Meminjam falsafah leluhur di negeri Gayo; Ke piet enti tir ilowahen. Sediken lungi enti tir idoloten, (Kalau pahit jangan cepat cepat dimuntahkan. Kalau manis jangan langsung ditelan). Artinya kita memerlukan filter untuk menyaringnya. Pergunakanlah anugerah Allah, berupa pikiran kita untuk menyaring berbagai informasi (postingan).
Ketika kita akan membicarakan hal yang sensitif, sebaiknya lebih bagus dihindari. Namun apabila harus juga dilakukan, pilihlah kata-kata yang tepat, elegen. Sampaikanlah dengan penuh etika. Perkataan yang baik, cara kita menyampaikan dengan baik, semoga menghasilkan penilaian yang baik pula.
Tidak semua yang kita sampaikan di dunia maya itu mampu dicerna dan diterjemahkan sesuai dengan keinginan kita. Intonasi suara kita, sikap kita, ekpresi, saat mau menyampaikan sesuatu tidak semuanya mampu diamati dan dicerna dengan baik. Sehingga, akan terjadi salah penafsiran dan salah faham. Apalagi ada sebagai hanya membaca judulnya saja, langsung memberikan komentar.
Menyampaikan informasi dengan benar, baik dari sisi kandungan isinya, maupun dari cara penyampaiannya sesuai dengan firman Allah dalam Q.S Al-Israa’ : 53
“Dan katakanlah kepada hamha-hamba-Ku: “Hendaklah mereka mengucapkan perkataan yang paling baik (benar). Sesungguhnya syaitan itu menimbulkan perselisihan di antara mereka. Sesungguhnya syaitan itu adalah musuh yang nyata bagi manusia”.
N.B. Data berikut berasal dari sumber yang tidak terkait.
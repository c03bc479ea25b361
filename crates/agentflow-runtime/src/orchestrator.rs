//! The Orchestrator (spec.md §4.4): drives one turn end to end — resolves
//! the effective agent/vendor/model/step-ceiling, persists the user
//! message, rebuilds the dialogue, binds tools, builds the system prompt,
//! and feeds a model adapter's event stream through the Stream Processor
//! until a terminal event.
//!
//! Grounded on `other_examples` cortex-engine's `Orchestrator::process_turn`
//! (resolve settings, build context, call model, drive tool loop, persist
//! result) — adapted here since the adapter itself (not this struct) now
//! owns the inner tool-call loop (`agentflow_providers::run_agentic_loop`),
//! so this turn loop only ever consumes ONE top-level `Finish`.

use std::sync::Arc;

use agentflow_providers::{CredentialResolver, ModelAdapter, ProviderRegistry, ToolSpec};
use agentflow_types::{
    AgentDefinition, BroadcastEvent, Credential, CoreError, Message, MessagePart,
    MessagePartRepository, MessageRepository, OAuthTokens, PartContent, Role, Session,
    SessionRepository, TextPart, ToolBinding, ToolExecutionContext, ToolRegistry, TurnRequest,
    TurnResult,
};
use futures::StreamExt;
use tracing::instrument;

use crate::agent_registry::AgentRegistry;
use crate::error::{Error, Result};
use crate::subagent::{ParentContext, TaskDispatcher};
use crate::task_tool::{TaskToolBinding, TASK_TOOL_NAME};

/// Used when neither the request, the agent, nor the session says
/// otherwise (spec.md §4.4 step 3).
pub const DEFAULT_STEP_CEILING: u32 = 10;

fn resolve_vendor(request: &TurnRequest, agent: &AgentDefinition, session: &Session) -> String {
    request
        .vendor
        .clone()
        .or_else(|| agent.default_vendor.clone())
        .unwrap_or_else(|| session.default_vendor.clone())
}

fn resolve_model(request: &TurnRequest, agent: &AgentDefinition, session: &Session) -> String {
    request
        .model
        .clone()
        .or_else(|| agent.default_model.clone())
        .unwrap_or_else(|| session.default_model.clone())
}

fn resolve_step_ceiling(request: &TurnRequest, agent: &AgentDefinition) -> u32 {
    request
        .step_ceiling_override
        .or(agent.step_ceiling)
        .unwrap_or(DEFAULT_STEP_CEILING)
}

/// Whether the `task` tool may be bound for this turn: the agent must not
/// have excluded it from a non-empty declared tool set, and any caller-side
/// `tool_allow_list` restriction (used by the Sub-Agent Runner to strip it
/// from child turns) must not exclude it either.
fn task_tool_allowed(agent: &AgentDefinition, tool_allow_list: &Option<Vec<String>>) -> bool {
    let agent_allows = agent.tools.is_empty() || agent.tools.iter().any(|t| t == TASK_TOOL_NAME);
    let request_allows = tool_allow_list
        .as_ref()
        .map(|allow| allow.iter().any(|t| t == TASK_TOOL_NAME))
        .unwrap_or(true);
    agent_allows && request_allows
}

fn binding_to_tool_spec(binding: Arc<dyn ToolBinding>) -> ToolSpec {
    let name = binding.name().to_string();
    let description = binding.description().to_string();
    let input_schema = binding.input_schema();
    let callable = binding.clone();
    ToolSpec {
        name,
        description,
        input_schema,
        execute: Arc::new(move |input| {
            let callable = callable.clone();
            Box::pin(async move {
                callable
                    .invoke(input)
                    .await
                    .map_err(|err| agentflow_providers::Error::ModelAdapter(err.to_string()))
            })
        }),
    }
}

pub struct Orchestrator {
    providers: Arc<ProviderRegistry>,
    credentials: Arc<CredentialResolver>,
    agents: Arc<AgentRegistry>,
    tools: Arc<dyn ToolRegistry>,
    sessions: Arc<dyn SessionRepository>,
    messages: Arc<dyn MessageRepository>,
    parts: Arc<dyn MessagePartRepository>,
}

impl Orchestrator {
    #[allow(clippy::too_many_arguments)]
    pub fn new(
        providers: Arc<ProviderRegistry>,
        credentials: Arc<CredentialResolver>,
        agents: Arc<AgentRegistry>,
        tools: Arc<dyn ToolRegistry>,
        sessions: Arc<dyn SessionRepository>,
        messages: Arc<dyn MessageRepository>,
        parts: Arc<dyn MessagePartRepository>,
    ) -> Self {
        Self {
            providers,
            credentials,
            agents,
            tools,
            sessions,
            messages,
            parts,
        }
    }

    /// Drives one turn (spec.md §4.4). `task_dispatch` is `None` for a
    /// sub-agent's own turn — passing it through would let a sub-agent spawn
    /// further sub-agents, which spec.md §4.6 forbids.
    #[instrument(skip(self, request, task_dispatch), fields(session_id = %request.session_id))]
    pub async fn run(&self, request: TurnRequest, task_dispatch: Option<Arc<dyn TaskDispatcher>>) -> Result<TurnResult> {
        // Step 1-2: resolve session and agent.
        let session = self.sessions.get_or_throw(request.session_id).await.map_err(Error::Core)?;
        let agent_name = request.agent_name.clone().unwrap_or_else(|| session.agent_name.clone());
        let agent = self
            .agents
            .resolve(&agent_name)
            .ok_or_else(|| Error::Core(CoreError::AgentNotFound(agent_name.clone())))?;

        // Step 3: effective settings.
        let vendor = resolve_vendor(&request, &agent, &session);
        let model = resolve_model(&request, &agent, &session);
        let step_ceiling = resolve_step_ceiling(&request, &agent);
        let temperature = request.temperature_override.or(agent.temperature);

        // Step 4: persist the user message and its single text part.
        let user_message = Message::new(session.id, Role::User, None, vendor.clone(), model.clone(), agent.name.clone());
        let user_message_id = user_message.id;
        self.messages.create(user_message).await.map_err(Error::Core)?;
        let user_part = MessagePart::new(user_message_id, 0, PartContent::Text(TextPart { text: request.utterance.clone() }));
        self.parts.create(user_part).await.map_err(Error::Core)?;
        (request.observer)(BroadcastEvent::MessageCreated {
            session_id: session.id,
            message_id: user_message_id,
        });

        // Step 5: rebuild the dialogue from the session's full history,
        // including the user message just created. The raw utterance
        // argument stands in for that message's persisted parts (step 6).
        let history = self.messages.list_by_session(session.id).await.map_err(Error::Core)?;
        let mut parts_by_message = Vec::with_capacity(history.len());
        for message in &history {
            let message_parts = self.parts.list_by_message(message.id).await.map_err(Error::Core)?;
            parts_by_message.push((message.clone(), message_parts));
        }
        let dialogue = agentflow_engine::rebuild_dialogue(&parts_by_message, &request.utterance);

        // Step 6: resolve the model adapter. `anthropic-oauth` routes
        // through the resolver-aware constructor; every other vendor wraps
        // the request's credential as a static API key.
        let adapter: Arc<dyn ModelAdapter> = if vendor == "anthropic-oauth" {
            let tokens: OAuthTokens = serde_json::from_str(&request.credential).map_err(|err| {
                Error::Core(CoreError::InvalidCredential {
                    vendor: vendor.clone(),
                    reason: err.to_string(),
                })
            })?;
            self.providers.create_oauth_adapter(&model, request.user_id.clone(), self.credentials.clone(), tokens)
        } else {
            let credential = Credential::ApiKey(request.credential.clone());
            self.providers
                .create_model_adapter(&vendor, &model, &credential)
                .await
                .map_err(Error::Provider)?
        };

        // Step 7: create the assistant message up front so tool bindings
        // can be scoped to it.
        let assistant_message = Message::new(session.id, Role::Assistant, Some(user_message_id), vendor.clone(), model.clone(), agent.name.clone());
        let assistant_message_id = assistant_message.id;
        self.messages.create(assistant_message).await.map_err(Error::Core)?;
        (request.observer)(BroadcastEvent::MessageCreated {
            session_id: session.id,
            message_id: assistant_message_id,
        });

        // Step 8: resolve and bind the turn's active tool set.
        let tool_ctx = ToolExecutionContext {
            project_id: request.project_id,
            project_root: request.project_root.clone(),
            session_id: session.id,
            assistant_message_id,
            user_id: request.user_id.clone(),
            cancellation: request.cancellation.clone(),
        };
        let mut candidate_names = agent.resolve_tools(&self.tools.known_tool_names());
        if let Some(allow) = &request.tool_allow_list {
            candidate_names.retain(|name| allow.contains(name));
        }
        let bindings = self.tools.bind(&candidate_names, tool_ctx);
        let mut tool_specs: Vec<ToolSpec> = bindings
            .into_iter()
            .filter(|binding| request.can_execute_code || !binding.requires_code_execution())
            .map(binding_to_tool_spec)
            .collect();

        if let Some(dispatcher) = &task_dispatch {
            if task_tool_allowed(&agent, &request.tool_allow_list) {
                let parent_ctx = ParentContext {
                    project_id: request.project_id,
                    project_root: request.project_root.clone(),
                    parent_session_id: session.id,
                    user_id: request.user_id.clone(),
                    can_execute_code: request.can_execute_code,
                    vendor: vendor.clone(),
                    model: model.clone(),
                    credential: request.credential.clone(),
                    cancellation: request.cancellation.clone(),
                    observer: request.observer.clone(),
                };
                let binding = Arc::new(TaskToolBinding::new(parent_ctx, dispatcher.clone()));
                tool_specs.push(binding_to_tool_spec(binding));
            }
        }

        // Step 9: system prompt.
        let sections = agentflow_engine::PromptSections {
            project_context: None,
            skill_summaries: Vec::new(),
            agent_prompt: agent.prompt_fragment.clone().unwrap_or_default(),
            extra_instructions: request.prompt_override.clone(),
        };
        let system_prompt = agentflow_engine::assemble_system_prompt(&sections);

        // Step 10: call the model.
        let stream_request = agentflow_providers::StreamRequest {
            system: system_prompt,
            messages: dialogue,
            tools: tool_specs,
            stop_when_step_count: step_ceiling,
            temperature,
            top_p: agent.top_p,
            cancellation: request.cancellation.clone(),
        };
        let mut stream = adapter.stream_text(stream_request).await.map_err(Error::Provider)?;

        // Step 11: drive the stream through the Stream Processor until a
        // terminal event.
        let mut processor = agentflow_engine::StreamProcessor::new(
            assistant_message_id,
            session.id,
            vendor.clone(),
            model.clone(),
            self.parts.clone(),
            self.messages.clone(),
            self.sessions.clone(),
            self.providers.clone(),
            request.observer.clone(),
        );

        loop {
            let event = tokio::select! {
                biased;
                _ = request.cancellation.cancelled() => {
                    processor.mark_cancelled().await.map_err(Error::Engine)?;
                    return Err(Error::Core(CoreError::Cancelled));
                }
                next = stream.next() => next,
            };
            let Some(event) = event else {
                processor.mark_cancelled().await.map_err(Error::Engine)?;
                return Err(Error::Core(CoreError::ModelAdapterError(
                    "model stream ended without a terminal event".to_string(),
                )));
            };
            let event = event.map_err(Error::Provider)?;
            match processor.process(event).await.map_err(Error::Engine)? {
                agentflow_engine::ProcessOutcome::Continue => continue,
                agentflow_engine::ProcessOutcome::Finished {
                    finish_reason,
                    input_tokens,
                    output_tokens,
                    cost,
                } => {
                    return Ok(TurnResult {
                        assistant_message_id,
                        finish_reason,
                        input_tokens,
                        output_tokens,
                        cost,
                    });
                }
                agentflow_engine::ProcessOutcome::Errored { error_type, message } => {
                    return Err(Error::Core(CoreError::ModelAdapterError(format!("{error_type}: {message}"))));
                }
            }
        }
    }
}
Tidak semua orang manusia itu selektif dalam menerima berita, maka tidak ada alasan bagi kita untuk tidak crosscheck berita yang ditayangkan! Namun ketika kita tidak bisa melakukannya, berita tersebut jangan langsung dipercaya, apalagi disebarkan. Klarifikasi di dunia sosmed itu berat. Belum tentu orang yang telah membaca berita sebelumnya membaca pula hasil klarifikasinya.
Jangan karena kita ada yang korban. Jangan karena kita menyebarkan informasi yang belum tentu kebenaranya, ummat gelisah dan menjadi bahan pergunjingan. Jangan karena informasi yang belum diteliti kebenaranya, dosa kita bertambah.
Jangan jadikan Sosmed sebagai tempat ghibah dan penyalur fitnah. Jangan kita memakan bangkai saudara kita, karena sikap dan perbuatan kita. Selain itu kita juga akan terjerat dengan hukum.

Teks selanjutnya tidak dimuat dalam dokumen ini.